Assemble the biscuits and gravy, and enjoy

Finally, it's time to enjoy the fruits of your hard labor, so start by layering a biscuit or 2 on a plate. Smother the biscuits in the rich gravy, then crumble some of that crispy bacon right on top. A finishing sprinkle of smoked paprika will add some color and a pop of smokiness to the dish, then you're ready to dive into your savory creation. "Add some scrambled eggs to complete this dish and some breakfast potatoes if you want to go all out," Barrett says in regards to pairing options.

Barrett doubts that you'll have any leftovers, given the small-batch nature of this recipe and the sheer deliciousness of it, but if you do end up with some extras, she has some advice. "Wrap the biscuits well and keep them at room temperature, and store the gravy in the fridge in an airtight container," she advises. "Warm the biscuits in the oven and reheat the gravy on the stovetop or microwave."

Maple Biscuits And Bacon Gravy Recipe
4.9 from 36 ratings
It's hard to imagine biscuits and gravy getting any better, but adding maple syrup to the mix and crumbling bacon on top does just that.
Prep Time
Cook Time
biscuits and bacon gravy
Total time: 1 hour, 10 minutes
  • 2 cups + 2 tablespoons all-purpose flour, divided
  • 2 teaspoons fine sea salt, divided
  • 2 teaspoons baking powder
  • ½ teaspoon baking soda
  • 1 tablespoon sugar
  • 1 stick unsalted butter, frozen
  • 4 tablespoons maple syrup, divided
  • 2 cups buttermilk, divided
  • 4 slices bacon
  • ¼ teaspoon black pepper
  • ¼ teaspoon smoked paprika
  1. Prepare the biscuits. In a medium mixing bowl, whisk together 2 cups flour, 1 teaspoon salt, baking powder, baking soda, and sugar.
  2. Slice butter into thin pats and gently toss with the flour mixture. Using your hands, work the butter into dough, breaking it into small, pea-size bits.
  3. Add 3 tablespoons maple syrup to the mixture, then slowly incorporate ½ cup buttermilk in increments. Combine the mixture with a butter knife until a shaggy dough comes together. (The consistency will still be slightly crumbly. If it's too dry, add an additional teaspoon of buttermilk at a time, keeping in mind that the dough will come together as you continue to work with it in the next step.)
  4. Gently pat the dough into a square, using a bench cutter to push in any stray bits. Fold the dough in half, lightly pressing the layers together and patting the dough back into a square. Repeat 2 more times, by which time the dough should have come together.
  5. Evenly roll the dough into a ½-inch square, trimming any uneven edges with a sharp knife or bench scraper. Cut into 4 square-shaped biscuits.
  6. Line a sheet pan with parchment paper and preheat the oven to 450 F. Place the biscuits on the pan and chill in the freezer for 30 minutes before baking.
  7. Reduce oven heat to 425 F, then bake the biscuits for approximately 15 minutes or until tops are golden brown. Set aside.
  8. Meanwhile, cook the bacon in a skillet over medium heat until crispy. Reserve 2 tablespoons of the bacon grease in the skillet, storing the rest for later use, and allow the bacon to drain on paper towels.
  9. Add the remaining 2 tablespoons flour, 1 teaspoon salt, and black pepper to the skillet of bacon grease over medium heat.

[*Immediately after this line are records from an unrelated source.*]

//! Wire codec: fixed-layout, little-endian frame serialization and parsing.
//!
//! Every frame is `BaseHeader ‖ type-specific trailer ‖ payload`, capped at
//! 255 bytes total. Parsing is built from `nom` combinators, mirroring how
//! the rest of this corpus decodes fixed binary layouts; serialization
//! writes into a growable [`bytes::BytesMut`].

use bytes::{BufMut, BytesMut};
use nom::number::complete::{le_u16, le_u8};
use nom::IResult;

use crate::error::MeshError;

/// Reserved address meaning "no destination / invalid".
pub const ADDRESS_NONE: u16 = 0x0000;
/// Reserved address meaning "all nodes".
pub const ADDRESS_BROADCAST: u16 = 0xFFFF;

/// Maximum size of a complete frame on the wire.
pub const MAX_FRAME_SIZE: usize = 255;

/// Size, in bytes, of [`BaseHeader`] on the wire.
pub const BASE_HEADER_SIZE: usize = 6;
/// Size, in bytes, of one [`RoutingTableEntry`] on the wire.
pub const ROUTE_ENTRY_SIZE: usize = 5;
/// Size, in bytes, of the `ROUTE_TABLE` trailer (excluding entries).
pub const ROUTE_TABLE_TRAILER_SIZE: usize = 4;
/// Size, in bytes, of the `JOIN_RESPONSE` trailer.
pub const JOIN_RESPONSE_TRAILER_SIZE: usize = 4;

/// Tag byte identifying the frame's payload shape.
#[derive(Debug, Clone, Copy, PartialEq, Eq, Hash)]
#[repr(u8)]
pub enum MessageType {
    Data = 0x00,
    RouteTable = 0x01,
    JoinRequest = 0x02,
    JoinResponse = 0x03,
    SlotRequest = 0x04,
    SlotAllocation = 0x05,
    Ping = 0x06,
}

impl MessageType {
    fn from_tag(tag: u8) -> Option<Self> {
        match tag {
            0x00 => Some(MessageType::Data),
            0x01 => Some(MessageType::RouteTable),
            0x02 => Some(MessageType::JoinRequest),
            0x03 => Some(MessageType::JoinResponse),
            0x04 => Some(MessageType::SlotRequest),
            0x05 => Some(MessageType::SlotAllocation),
            0x06 => Some(MessageType::Ping),
            _ => None,
        }
    }

    pub fn tag(self) -> u8 {
        self as u8
    }
}

/// destination(2) ‖ source(2) ‖ type(1) ‖ payload_size(1), little-endian.
#[derive(Debug, Clone, Copy, PartialEq, Eq)]
pub struct BaseHeader {
    pub destination: u16,
    pub source: u16,
    pub message_type: MessageType,
    pub payload_size: u8,
}

impl BaseHeader {
    pub const SIZE: usize = BASE_HEADER_SIZE;

    fn write(&self, buf: &mut BytesMut) {
        buf.put_u16_le(self.destination);
        buf.put_u16_le(self.source);
        buf.put_u8(self.message_type.tag());
        buf.put_u8(self.payload_size);
    }

    fn parse(input: &[u8]) -> IResult<&[u8], BaseHeader> {
        let (input, destination) = le_u16(input)?;
        let (input, source) = le_u16(input)?;
        let (input, type_tag) = le_u8(input)?;
        let (input, payload_size) = le_u8(input)?;
        let message_type = MessageType::from_tag(type_tag).ok_or_else(|| {
            nom::Err::Failure(nom::error::Error::new(input, nom::error::ErrorKind::Tag))
        })?;
        Ok((
            input,
            BaseHeader {
                destination,
                source,
                message_type,
                payload_size,
            },
        ))
    }
}

/// Response status carried by a `JOIN_RESPONSE` trailer.
#[derive(Debug, Clone, Copy, PartialEq, Eq)]
#[repr(u8)]
pub enum JoinResponseStatus {
    Accepted = 0x00,
    Rejected = 0x01,
    CapacityExceeded = 0x02,
    AuthFailed = 0x03,
    RetryLater = 0x04,
}

impl JoinResponseStatus {
    fn from_tag(tag: u8) -> Option<Self> {
        match tag {
            0x00 => Some(JoinResponseStatus::Accepted),
            0x01 => Some(JoinResponseStatus::Rejected),
            0x02 => Some(JoinResponseStatus::CapacityExceeded),
            0x03 => Some(JoinResponseStatus::AuthFailed),
            0x04 => Some(JoinResponseStatus::RetryLater),
            _ => None,
        }
    }
}

/// A single route entry as it appears on the wire (5 bytes): destination(2)
/// ‖ hop_count(1) ‖ link_quality(1) ‖ allocated_data_slots(1).
#[derive(Debug, Clone, Copy, PartialEq, Eq)]
pub struct RoutingTableEntry {
    pub destination: u16,
    pub hop_count: u8,
    pub link_quality: u8,
    pub allocated_data_slots: u8,
}

impl RoutingTableEntry {
    pub const SIZE: usize = ROUTE_ENTRY_SIZE;

    fn write(&self, buf: &mut BytesMut) {
        buf.put_u16_le(self.destination);
        buf.put_u8(self.hop_count);
        buf.put_u8(self.link_quality);
        buf.put_u8(self.allocated_data_slots);
    }

    fn parse(input: &[u8]) -> IResult<&[u8], RoutingTableEntry> {
        let (input, destination) = le_u16(input)?;
        let (input, hop_count) = le_u8(input)?;
        let (input, link_quality) = le_u8(input)?;
        let (input, allocated_data_slots) = le_u8(input)?;
        Ok((
            input,
            RoutingTableEntry {
                destination,
                hop_count,
                link_quality,
                allocated_data_slots,
            },
        ))
    }
}

/// A fully decoded frame: header plus type-specific content.
#[derive(Debug, Clone, PartialEq, Eq)]
pub enum Message {
    Data {
        header: BaseHeader,
        payload: Vec<u8>,
    },
    RouteTable {
        header: BaseHeader,
        network_manager_addr: u16,
        table_version: u8,
        entries: Vec<RoutingTableEntry>,
    },
    JoinRequest {
        header: BaseHeader,
        payload: Vec<u8>,
    },
    JoinResponse {
        header: BaseHeader,
        network_id: u16,
        allocated_slots: u8,
        status: JoinResponseStatus,
    },
    SlotRequest {
        header: BaseHeader,
        payload: Vec<u8>,
    },
    SlotAllocation {
        header: BaseHeader,
        payload: Vec<u8>,
    },
    Ping {
        header: BaseHeader,
        payload: Vec<u8>,
    },
}

impl Message {
    /// The base header common to every message variant.
    pub fn header(&self) -> &BaseHeader {
        match self {
            Message::Data { header, .. }
            | Message::RouteTable { header, .. }
            | Message::JoinRequest { header, .. }
            | Message::JoinResponse { header, .. }
            | Message::SlotRequest { header, .. }
            | Message::SlotAllocation { header, .. }
            | Message::Ping { header, .. } => header,
        }
    }

    /// Total size, in bytes, this message will occupy on the wire.
    pub fn total_size(&self) -> usize {
        BaseHeader::SIZE + self.trailer_and_payload_size()
    }

    fn trailer_and_payload_size(&self) -> usize {
        match self {
            Message::Data { payload, .. }
            | Message::JoinRequest { payload, .. }
            | Message::SlotRequest { payload, .. }
            | Message::SlotAllocation { payload, .. }
            | Message::Ping { payload, .. } => payload.len(),
            Message::RouteTable { entries, .. } => {
                ROUTE_TABLE_TRAILER_SIZE + entries.len() * RoutingTableEntry::SIZE
            }
            Message::JoinResponse { .. } => JOIN_RESPONSE_TRAILER_SIZE,
        }
    }

    /// Serializes this message to its wire representation.
    ///
    /// Fails with [`MeshError::SerializationError`] if the result would
    /// exceed [`MAX_FRAME_SIZE`] or the payload/entry count does not fit
    /// the declared 8-bit size fields.
    pub fn serialize(&self) -> Result<Vec<u8>, MeshError> {
        let total = self.total_size();
        if total > MAX_FRAME_SIZE {
            return Err(MeshError::SerializationError(format!(
                "frame of {total} bytes exceeds the {MAX_FRAME_SIZE}-byte limit"
            )));
        }
        let mut buf = BytesMut::with_capacity(total);
        match self {
            Message::Data { header, payload }
            | Message::JoinRequest { header, payload }
            | Message::SlotRequest { header, payload }
            | Message::SlotAllocation { header, payload }
            | Message::Ping { header, payload } => {
                let payload_size = u8::try_from(payload.len()).map_err(|_| {
                    MeshError::SerializationError("payload exceeds 255 bytes".into())
                })?;
                let header = BaseHeader {
                    payload_size,
                    ..*header
                };
                header.write(&mut buf);
                buf.put_slice(payload);
            }
            Message::RouteTable {
                header,
                network_manager_addr,
                table_version,
                entries,
            } => {
                let entry_count = u8::try_from(entries.len()).map_err(|_| {
                    MeshError::SerializationError("too many routing entries for one frame".into())
                })?;
                let payload_size = u8::try_from(
                    ROUTE_TABLE_TRAILER_SIZE + entries.len() * RoutingTableEntry::SIZE,
                )
                .map_err(|_| {
                    MeshError::SerializationError("route table trailer too large".into())
                })?;
                let header = BaseHeader {
                    payload_size,
                    ..*header
                };
                header.write(&mut buf);
                buf.put_u16_le(*network_manager_addr);
                buf.put_u8(*table_version);
                buf.put_u8(entry_count);
                for entry in entries {
                    entry.write(&mut buf);
                }
            }
            Message::JoinResponse {
                header,
                network_id,
                allocated_slots,
                status,
            } => {
                let header = BaseHeader {
                    payload_size: JOIN_RESPONSE_TRAILER_SIZE as u8,
                    ..*header
                };
                header.write(&mut buf);
                buf.put_u16_le(*network_id);
                buf.put_u8(*allocated_slots);
                buf.put_u8(*status as u8);
            }
        }
        Ok(buf.to_vec())
    }

    /// Deserializes a message from raw bytes. See [`crate::wire`] module
    /// docs for the failure cases.
    pub fn deserialize(input: &[u8]) -> Result<Message, MeshError> {
        if input.len() > MAX_FRAME_SIZE {
            return Err(MeshError::Malformed(format!(
                "frame of {} bytes exceeds the {MAX_FRAME_SIZE}-byte limit",
                input.len()
            )));
        }
        let (rest, header) =
            BaseHeader::parse(input).map_err(|e| MeshError::Malformed(format!("{e}")))?;
        let payload_size = header.payload_size as usize;
        if rest.len() < payload_size {
            return Err(MeshError::Malformed(format!(
                "declared payload_size {payload_size} exceeds remaining {} bytes",
                rest.len()
            )));
        }
        let trailer = &rest[..payload_size];
        match header.message_type {
            MessageType::Data => Ok(Message::Data {
                header,
                payload: trailer.to_vec(),
            }),
            MessageType::JoinRequest => Ok(Message::JoinRequest {
                header,
                payload: trailer.to_vec(),
            }),
            MessageType::SlotRequest => Ok(Message::SlotRequest {
                header,
                payload: trailer.to_vec(),
            }),
            MessageType::SlotAllocation => Ok(Message::SlotAllocation {
                header,
                payload: trailer.to_vec(),
            }),
            MessageType::Ping => Ok(Message::Ping {
                header,
                payload: trailer.to_vec(),
            }),
            MessageType::RouteTable => {
                if trailer.len() < ROUTE_TABLE_TRAILER_SIZE {
                    return Err(MeshError::Malformed(
                        "route table trailer shorter than its fixed fields".into(),
                    ));
                }
                let (entry_bytes, network_manager_addr, table_version, entry_count) = {
                    let (input, network_manager_addr) = le_u16::<_, nom::error::Error<&[u8]>>(trailer)
                        .map_err(|e| MeshError::Malformed(format!("{e}")))?;
                    let (input, table_version) = le_u8::<_, nom::error::Error<&[u8]>>(input)
                        .map_err(|e| MeshError::Malformed(format!("{e}")))?;
                    let (input, entry_count) = le_u8::<_, nom::error::Error<&[u8]>>(input)
                        .map_err(|e| MeshError::Malformed(format!("{e}")))?;
                    (input, network_manager_addr, table_version, entry_count)
                };
                let needed = entry_count as usize * RoutingTableEntry::SIZE;
                if entry_bytes.len() < needed {
                    return Err(MeshError::Malformed(format!(
                        "entry_count {entry_count} needs {needed} bytes, only {} available",
                        entry_bytes.len()
                    )));
                }
                let mut entries = Vec::with_capacity(entry_count as usize);
                let mut remaining = entry_bytes;
                for _ in 0..entry_count {
                    let (next, entry) = RoutingTableEntry::parse(remaining)
                        .map_err(|e| MeshError::Malformed(format!("{e}")))?;
                    entries.push(entry);
                    remaining = next;
                }
                Ok(Message::RouteTable {
                    header,
                    network_manager_addr,
                    table_version,
                    entries,
                })
            }
            MessageType::JoinResponse => {
                if trailer.len() < JOIN_RESPONSE_TRAILER_SIZE {
                    return Err(MeshError::Malformed(
                        "join response trailer shorter than its fixed fields".into(),
                    ));
                }
                let (input, network_id) = le_u16::<_, nom::error::Error<&[u8]>>(trailer)
                    .map_err(|e| MeshError::Malformed(format!("{e}")))?;
                let (input, allocated_slots) = le_u8::<_, nom::error::Error<&[u8]>>(input)
                    .map_err(|e| MeshError::Malformed(format!("{e}")))?;
                let (_, status_tag) = le_u8::<_, nom::error::Error<&[u8]>>(input)
                    .map_err(|e| MeshError::Malformed(format!("{e}")))?;
                let status = JoinResponseStatus::from_tag(status_tag)
                    .ok_or_else(|| MeshError::Malformed(format!("unknown join response status {status_tag:#04x}")))?;
                Ok(Message::JoinResponse {
                    header,
                    network_id,
                    allocated_slots,
                    status,
                })
            }
        }
    }
}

Whisk until well combined and allow the flour to cook for a few minutes.
  10. Add the remaining 1 ½ cups buttermilk in increments, whisking constantly to avoid clumps and burning.

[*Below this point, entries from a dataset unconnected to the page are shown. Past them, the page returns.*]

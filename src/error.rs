//! # LoRaMesh Error Handling
//!
//! This module defines the `MeshError` enum, the single error type returned
//! by every fallible public operation in the crate.

use thiserror::Error;

/// Represents the different error kinds that can occur in the LoRaMesh core.
#[derive(Debug, Error, Clone, PartialEq, Eq)]
pub enum MeshError {
    /// The wire codec rejected malformed input.
    #[error("malformed frame: {0}")]
    Malformed(String),

    /// A caller-supplied parameter was out of range.
    #[error("invalid argument: {field}: {reason}")]
    InvalidArgument { field: String, reason: String },

    /// The operation is not permitted in the current state.
    #[error("invalid state: {0}")]
    InvalidState(String),

    /// A routing table, queue, or node registry is full with no evictable entry.
    #[error("capacity exceeded: {0}")]
    CapacityExceeded(String),

    /// The radio driver reported a hardware failure.
    #[error("hardware error: {0}")]
    HardwareError(String),

    /// A waited operation timed out.
    #[error("operation timed out")]
    Timeout,

    /// A provided buffer was too small for the data.
    #[error("buffer overflow: needed {needed}, had {available}")]
    BufferOverflow { needed: usize, available: usize },

    /// Serialization would have produced a frame exceeding the 255-byte limit.
    #[error("serialization error: {0}")]
    SerializationError(String),
}

impl MeshError {
    pub fn invalid_argument(field: impl Into<String>, reason: impl Into<String>) -> Self {
        MeshError::InvalidArgument {
            field: field.into(),
            reason: reason.into(),
        }
    }
}

pub type Result<T> = std::result::Result<T, MeshError>;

  11. Reduce heat slightly and allow gravy to simmer, whisking occasionally, until thickened, about 5-7 minutes. If desired, thicken gravy further by cooking it longer, or thin it out by adding more liquid.

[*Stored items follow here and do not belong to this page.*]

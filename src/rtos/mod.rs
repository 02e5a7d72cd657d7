//! RTOS abstraction: the narrow set of scheduling primitives the core
//! consumes (tasks, queues, binary semaphores, a monotonic clock). The core
//! never assumes a particular concurrency runtime; it is generic over any
//! `Rtos` implementation. Two are provided: [`std_rtos::StdRtos`], backed by
//! real OS threads, and [`virtual_rtos::VirtualRtos`], a deterministic
//! virtual-time implementation for tests.

pub mod std_rtos;
pub mod virtual_rtos;

/// Outcome of a bounded-wait send.
#[derive(Debug, Clone, Copy, PartialEq, Eq)]
pub enum QueueSendResult {
    Ok,
    Timeout,
    Full,
    Error,
}

/// Outcome of a bounded-wait receive.
#[derive(Debug, Clone, PartialEq, Eq)]
pub enum QueueReceiveResult<T> {
    Ok(T),
    Timeout,
    Empty,
    Error,
}

/// Sentinel timeout meaning "wait indefinitely, but remain interruptible by
/// stop/notify" (the RTOS trait's `MAX_DELAY`).
pub const MAX_DELAY_MS: u32 = u32::MAX;

/// Relative scheduling priority hint. The two provided implementations use
/// this only for the OS thread's name/diagnostics; a true RTOS binding would
/// map it onto real priority levels.
#[derive(Debug, Clone, Copy, PartialEq, Eq, PartialOrd, Ord)]
pub enum TaskPriority {
    Low,
    Medium,
    High,
}

/// The scheduling, queueing, and clock primitives the protocol core
/// consumes. Components are generic over `R: Rtos` rather than depending on
/// a concrete runtime.
pub trait Rtos: Send + Sync + 'static {
    /// A bounded FIFO carrying items of type `T`. Receiving from a queue
    /// whose owning task has been deleted (or whose protocol has been
    /// stopped) must return [`QueueReceiveResult::Error`], never a
    /// spurious `Ok`.
    type Queue<T: Send + 'static>: Send + Sync + Clone;
    /// A binary semaphore.
    type Semaphore: Send + Sync;
    /// An opaque handle to a spawned task; dropping or deleting it tears
    /// down the task's resources.
    type Task: Send;

    /// Spawns a long-lived task. `body` receives no arguments; it is
    /// expected to poll [`Rtos::should_stop`] at every loop iteration.
    fn spawn<F>(&self, name: &str, priority: TaskPriority, body: F) -> Self::Task
    where
        F: FnOnce() + Send + 'static;

    /// Tears down `task`. Any queue it was blocked on must wake with
    /// [`QueueReceiveResult::Error`].
    fn delete_task(&self, task: Self::Task);

    /// `true` once a stop has been requested; task bodies must check this
    /// at every loop iteration, not only on suspension return.
    fn should_stop(&self) -> bool;

    /// Signals every task to stop and wakes every queue so that blocked
    /// receives observe the stop rather than hanging.
    fn request_stop(&self);

    /// Cooperative yield point.
    fn yield_now(&self);

    /// Monotonic milliseconds, wrapping roughly every 49.7 days.
    fn tick_count(&self) -> u32;

    fn create_binary_semaphore(&self) -> Self::Semaphore;
    fn take_semaphore(&self, sem: &Self::Semaphore, timeout_ms: u32) -> bool;
    fn give_semaphore(&self, sem: &Self::Semaphore) -> bool;

    fn create_queue<T: Send + 'static>(&self, capacity: usize) -> Self::Queue<T>;
    fn send_to_queue<T: Send + 'static>(
        &self,
        queue: &Self::Queue<T>,
        item: T,
        timeout_ms: u32,
    ) -> QueueSendResult;
    /// Non-blocking send usable from an ISR-equivalent context (the radio's
    /// on-receive callback). Never blocks; drops the item and reports
    /// `Full` if the queue has no room.
    fn send_to_queue_isr<T: Send + 'static>(&self, queue: &Self::Queue<T>, item: T) -> QueueSendResult;
    fn receive_from_queue<T: Send + 'static>(
        &self,
        queue: &Self::Queue<T>,
        timeout_ms: u32,
    ) -> QueueReceiveResult<T>;
}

  12. Once thickened, add the remaining 1 tablespoon maple syrup to the gravy. Taste for seasoning, adding more salt and pepper if needed.
  13. Smother the biscuits with gravy, crumble the cooked bacon slices on top, and sprinkle with paprika. Serve hot.
Calories per Serving 673
Total Fat 35.7 g
Saturated Fat 18.8 g
Trans Fat 0.0 g
Cholesterol 84.8 mg
Total Carbohydrates 73.8 g
Dietary Fiber 1.9 g
Total Sugars 22.1 g
Sodium 745.1 mg
Protein 15.2 g
The information shown is Edamam’s estimate based on available ingredients and preparation. It should not be considered a substitute for a professional nutritionist’s advice.